**Problem to work on**
Return the full listing exactly as it is written.

**Records to process**
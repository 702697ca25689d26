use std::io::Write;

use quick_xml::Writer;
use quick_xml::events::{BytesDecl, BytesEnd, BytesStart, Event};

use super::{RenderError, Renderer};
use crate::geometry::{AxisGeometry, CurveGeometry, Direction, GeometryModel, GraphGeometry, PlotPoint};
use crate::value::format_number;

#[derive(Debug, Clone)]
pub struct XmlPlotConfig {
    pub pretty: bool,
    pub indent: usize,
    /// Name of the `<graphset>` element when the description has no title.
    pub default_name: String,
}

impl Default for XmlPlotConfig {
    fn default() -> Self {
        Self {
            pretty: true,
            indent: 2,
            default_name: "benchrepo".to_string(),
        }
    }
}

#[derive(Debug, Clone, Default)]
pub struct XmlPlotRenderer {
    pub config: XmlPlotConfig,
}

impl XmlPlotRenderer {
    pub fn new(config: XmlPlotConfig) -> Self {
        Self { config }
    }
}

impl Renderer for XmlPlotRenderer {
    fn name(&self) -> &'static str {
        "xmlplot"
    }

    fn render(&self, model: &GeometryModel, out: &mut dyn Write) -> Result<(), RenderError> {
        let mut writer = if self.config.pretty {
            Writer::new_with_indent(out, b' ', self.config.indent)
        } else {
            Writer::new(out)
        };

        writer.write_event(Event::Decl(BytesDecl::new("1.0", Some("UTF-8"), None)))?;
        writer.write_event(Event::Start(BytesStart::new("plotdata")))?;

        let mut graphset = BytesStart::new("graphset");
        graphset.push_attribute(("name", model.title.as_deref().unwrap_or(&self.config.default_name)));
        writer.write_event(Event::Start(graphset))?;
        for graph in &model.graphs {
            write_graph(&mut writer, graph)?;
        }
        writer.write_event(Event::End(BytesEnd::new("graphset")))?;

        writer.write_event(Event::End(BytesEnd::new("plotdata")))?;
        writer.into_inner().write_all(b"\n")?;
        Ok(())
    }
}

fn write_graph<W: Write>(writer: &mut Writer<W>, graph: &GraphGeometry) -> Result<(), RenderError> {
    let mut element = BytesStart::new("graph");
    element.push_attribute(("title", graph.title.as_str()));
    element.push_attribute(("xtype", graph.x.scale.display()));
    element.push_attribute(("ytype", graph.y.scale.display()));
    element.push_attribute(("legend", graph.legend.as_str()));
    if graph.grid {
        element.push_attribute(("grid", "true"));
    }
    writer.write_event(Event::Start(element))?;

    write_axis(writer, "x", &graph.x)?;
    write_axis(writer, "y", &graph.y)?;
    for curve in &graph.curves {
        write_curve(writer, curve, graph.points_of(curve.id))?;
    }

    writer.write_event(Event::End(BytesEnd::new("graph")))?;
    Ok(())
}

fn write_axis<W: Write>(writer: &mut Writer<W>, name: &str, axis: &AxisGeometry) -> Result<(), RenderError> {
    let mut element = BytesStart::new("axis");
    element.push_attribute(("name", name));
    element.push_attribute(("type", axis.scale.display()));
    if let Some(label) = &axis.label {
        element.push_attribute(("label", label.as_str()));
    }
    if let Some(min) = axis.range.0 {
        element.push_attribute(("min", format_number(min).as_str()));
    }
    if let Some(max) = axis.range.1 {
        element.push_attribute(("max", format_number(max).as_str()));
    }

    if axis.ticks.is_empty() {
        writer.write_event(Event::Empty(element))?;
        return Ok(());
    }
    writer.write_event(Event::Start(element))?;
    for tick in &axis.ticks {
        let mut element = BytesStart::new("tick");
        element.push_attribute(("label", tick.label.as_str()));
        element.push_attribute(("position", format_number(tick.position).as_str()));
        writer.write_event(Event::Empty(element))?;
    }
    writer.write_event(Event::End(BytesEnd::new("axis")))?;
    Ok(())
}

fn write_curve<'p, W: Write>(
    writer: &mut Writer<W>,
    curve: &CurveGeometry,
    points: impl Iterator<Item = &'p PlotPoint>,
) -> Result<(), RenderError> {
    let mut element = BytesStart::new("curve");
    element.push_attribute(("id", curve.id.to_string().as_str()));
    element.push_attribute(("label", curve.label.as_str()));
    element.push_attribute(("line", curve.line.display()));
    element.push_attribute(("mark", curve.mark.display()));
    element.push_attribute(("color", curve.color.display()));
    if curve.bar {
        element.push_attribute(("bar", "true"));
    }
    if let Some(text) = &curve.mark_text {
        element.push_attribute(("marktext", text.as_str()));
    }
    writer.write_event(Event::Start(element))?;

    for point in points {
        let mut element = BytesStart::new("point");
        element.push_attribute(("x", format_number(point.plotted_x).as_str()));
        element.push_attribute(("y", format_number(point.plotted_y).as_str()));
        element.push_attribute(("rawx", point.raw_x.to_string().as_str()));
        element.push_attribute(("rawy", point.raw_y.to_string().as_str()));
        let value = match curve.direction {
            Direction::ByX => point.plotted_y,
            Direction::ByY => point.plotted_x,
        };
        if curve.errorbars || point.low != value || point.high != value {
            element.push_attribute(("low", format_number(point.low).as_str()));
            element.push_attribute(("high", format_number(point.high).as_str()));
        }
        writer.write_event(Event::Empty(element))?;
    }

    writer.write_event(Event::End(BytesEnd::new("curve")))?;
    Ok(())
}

**Exercise result**
repository 702697ca25689d26
use std::io::Write;

use quick_xml::Writer;
use quick_xml::events::{BytesDecl, BytesEnd, BytesStart, Event};

use super::{RenderError, Renderer};
use crate::geometry::{AxisGeometry, CurveGeometry, Direction, GeometryModel, GraphGeometry, PlotPoint};
use crate::value::format_number;

#[derive(Debug, Clone)]
pub struct XmlPlotConfig {
    pub pretty: bool,
    pub indent: usize,
    /// Name of the `<graphset>` element when the description has no title.
    pub default_name: String,
}

impl Default for XmlPlotConfig {
    fn default() -> Self {
        Self {
            pretty: true,
            indent: 2,
            default_name: "benchrepo".to_string(),
        }
    }
}

#[derive(Debug, Clone, Default)]
pub struct XmlPlotRenderer {
    pub config: XmlPlotConfig,
}

impl XmlPlotRenderer {
    pub fn new(config: XmlPlotConfig) -> Self {
        Self { config }
    }
}

impl Renderer for XmlPlotRenderer {
    fn name(&self) -> &'static str {
        "xmlplot"
    }

    fn render(&self, model: &GeometryModel, out: &mut dyn Write) -> Result<(), RenderError> {
        let mut writer = if self.config.pretty {
            Writer::new_with_indent(out, b' ', self.config.indent)
        } else {
            Writer::new(out)
        };

        writer.write_event(Event::Decl(BytesDecl::new("1.0", Some("UTF-8"), None)))?;
        writer.write_event(Event::Start(BytesStart::new("plotdata")))?;

        let mut graphset = BytesStart::new("graphset");
        graphset.push_attribute(("name", model.title.as_deref().unwrap_or(&self.config.default_name)));
        writer.write_event(Event::Start(graphset))?;
        for graph in &model.graphs {
            write_graph(&mut writer, graph)?;
        }
        writer.write_event(Event::End(BytesEnd::new("graphset")))?;

        writer.write_event(Event::End(BytesEnd::new("plotdata")))?;
        writer.into_inner().write_all(b"\n")?;
        Ok(())
    }
}

fn write_graph<W: Write>(writer: &mut Writer<W>, graph: &GraphGeometry) -> Result<(), RenderError> {
    let mut element = BytesStart::new("graph");
    element.push_attribute(("title", graph.title.as_str()));
    element.push_attribute(("xtype", graph.x.scale.display()));
    element.push_attribute(("ytype", graph.y.scale.display()));
    element.push_attribute(("legend", graph.legend.as_str()));
    if graph.grid {
        element.push_attribute(("grid", "true"));
    }
    writer.write_event(Event::Start(element))?;

    write_axis(writer, "x", &graph.x)?;
    write_axis(writer, "y", &graph.y)?;
    for curve in &graph.curves {
        write_curve(writer, curve, graph.points_of(curve.id))?;
    }

    writer.write_event(Event::End(BytesEnd::new("graph")))?;
    Ok(())
}

fn write_axis<W: Write>(writer: &mut Writer<W>, name: &str, axis: &AxisGeometry) -> Result<(), RenderError> {
    let mut element = BytesStart::new("axis");
    element.push_attribute(("name", name));
    element.push_attribute(("type", axis.scale.display()));
    if let Some(label) = &axis.label {
        element.push_attribute(("label", label.as_str()));
    }
    if let Some(min) = axis.range.0 {
        element.push_attribute(("min", format_number(min).as_str()));
    }
    if let Some(max) = axis.range.1 {
        element.push_attribute(("max", format_number(max).as_str()));
    }

    if axis.ticks.is_empty() {
        writer.write_event(Event::Empty(element))?;
        return Ok(());
    }
    writer.write_event(Event::Start(element))?;
    for tick in &axis.ticks {
        let mut element = BytesStart::new("tick");
        element.push_attribute(("label", tick.label.as_str()));
        element.push_attribute(("position", format_number(tick.position).as_str()));
        writer.write_event(Event::Empty(element))?;
    }
    writer.write_event(Event::End(BytesEnd::new("axis")))?;
    Ok(())
}

fn write_curve<'p, W: Write>(
    writer: &mut Writer<W>,
    curve: &CurveGeometry,
    points: impl Iterator<Item = &'p PlotPoint>,
) -> Result<(), RenderError> {
    let mut element = BytesStart::new("curve");
    element.push_attribute(("id", curve.id.to_string().as_str()));
    element.push_attribute(("label", curve.label.as_str()));
    element.push_attribute(("line", curve.line.display()));
    element.push_attribute(("mark", curve.mark.display()));
    element.push_attribute(("color", curve.color.display()));
    if curve.bar {
        element.push_attribute(("bar", "true"));
    }
    if let Some(text) = &curve.mark_text {
        element.push_attribute(("marktext", text.as_str()));
    }
    writer.write_event(Event::Start(element))?;

    for point in points {
        let mut element = BytesStart::new("point");
        element.push_attribute(("x", format_number(point.plotted_x).as_str()));
        element.push_attribute(("y", format_number(point.plotted_y).as_str()));
        element.push_attribute(("rawx", point.raw_x.to_string().as_str()));
        element.push_attribute(("rawy", point.raw_y.to_string().as_str()));
        let value = match curve.direction {
            Direction::ByX => point.plotted_y,
            Direction::ByY => point.plotted_x,
        };
        if curve.errorbars || point.low != value || point.high != value {
            element.push_attribute(("low", format_number(point.low).as_str()));
            element.push_attribute(("high", format_number(point.high).as_str()));
        }
        writer.write_event(Event::Empty(element))?;
    }

    writer.write_event(Event::End(BytesEnd::new("curve")))?;
    Ok(())
}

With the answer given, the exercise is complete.